Task directions: Find the line that contains "fn env_u64(key: &str, default: u64)", then repeat it and each line after it to the end of the records, exactly.

══════

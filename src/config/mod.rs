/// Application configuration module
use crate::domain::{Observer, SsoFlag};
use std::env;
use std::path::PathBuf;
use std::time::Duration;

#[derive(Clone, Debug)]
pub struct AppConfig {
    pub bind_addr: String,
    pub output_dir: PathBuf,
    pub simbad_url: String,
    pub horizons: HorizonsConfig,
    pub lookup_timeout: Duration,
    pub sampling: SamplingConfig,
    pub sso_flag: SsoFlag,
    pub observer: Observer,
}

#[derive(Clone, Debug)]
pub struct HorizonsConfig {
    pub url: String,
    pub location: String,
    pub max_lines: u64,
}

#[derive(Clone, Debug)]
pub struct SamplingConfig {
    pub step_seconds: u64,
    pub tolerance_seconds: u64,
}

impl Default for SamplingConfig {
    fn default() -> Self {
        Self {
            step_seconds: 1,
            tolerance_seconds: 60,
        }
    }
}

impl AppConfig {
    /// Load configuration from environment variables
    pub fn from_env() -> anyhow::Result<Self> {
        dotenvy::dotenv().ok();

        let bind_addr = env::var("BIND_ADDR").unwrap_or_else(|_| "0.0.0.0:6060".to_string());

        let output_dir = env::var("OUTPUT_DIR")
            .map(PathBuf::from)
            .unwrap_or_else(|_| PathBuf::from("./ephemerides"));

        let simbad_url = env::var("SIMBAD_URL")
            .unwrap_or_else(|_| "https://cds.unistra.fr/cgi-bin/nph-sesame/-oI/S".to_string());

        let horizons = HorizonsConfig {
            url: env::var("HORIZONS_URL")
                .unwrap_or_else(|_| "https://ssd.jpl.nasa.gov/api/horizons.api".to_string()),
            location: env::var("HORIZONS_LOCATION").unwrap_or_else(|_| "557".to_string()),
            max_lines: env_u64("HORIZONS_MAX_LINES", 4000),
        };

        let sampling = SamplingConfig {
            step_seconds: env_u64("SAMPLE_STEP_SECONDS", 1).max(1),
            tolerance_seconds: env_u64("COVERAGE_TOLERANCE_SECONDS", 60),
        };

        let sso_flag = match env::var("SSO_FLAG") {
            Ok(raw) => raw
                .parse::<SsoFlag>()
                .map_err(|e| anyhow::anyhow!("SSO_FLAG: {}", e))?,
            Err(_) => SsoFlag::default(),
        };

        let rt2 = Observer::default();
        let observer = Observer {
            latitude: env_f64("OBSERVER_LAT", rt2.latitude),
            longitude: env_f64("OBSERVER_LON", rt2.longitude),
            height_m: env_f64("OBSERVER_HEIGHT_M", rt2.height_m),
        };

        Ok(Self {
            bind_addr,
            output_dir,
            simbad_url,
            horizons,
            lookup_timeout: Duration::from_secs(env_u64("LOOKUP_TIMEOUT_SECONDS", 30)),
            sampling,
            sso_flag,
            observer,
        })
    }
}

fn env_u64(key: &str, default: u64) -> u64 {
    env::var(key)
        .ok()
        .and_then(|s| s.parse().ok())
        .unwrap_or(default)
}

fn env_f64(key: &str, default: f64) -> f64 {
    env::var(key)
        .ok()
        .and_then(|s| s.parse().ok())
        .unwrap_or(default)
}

══════

Task result:
fn env_u64(key: &str, default: u64) -> u64 {
    env::var(key)
        .ok()
        .and_then(|s| s.parse().ok())
        .unwrap_or(default)
}

fn env_f64(key: &str, default: f64) -> f64 {
    env::var(key)
        .ok()
        .and_then(|s| s.parse().ok())
        .unwrap_or(default)
}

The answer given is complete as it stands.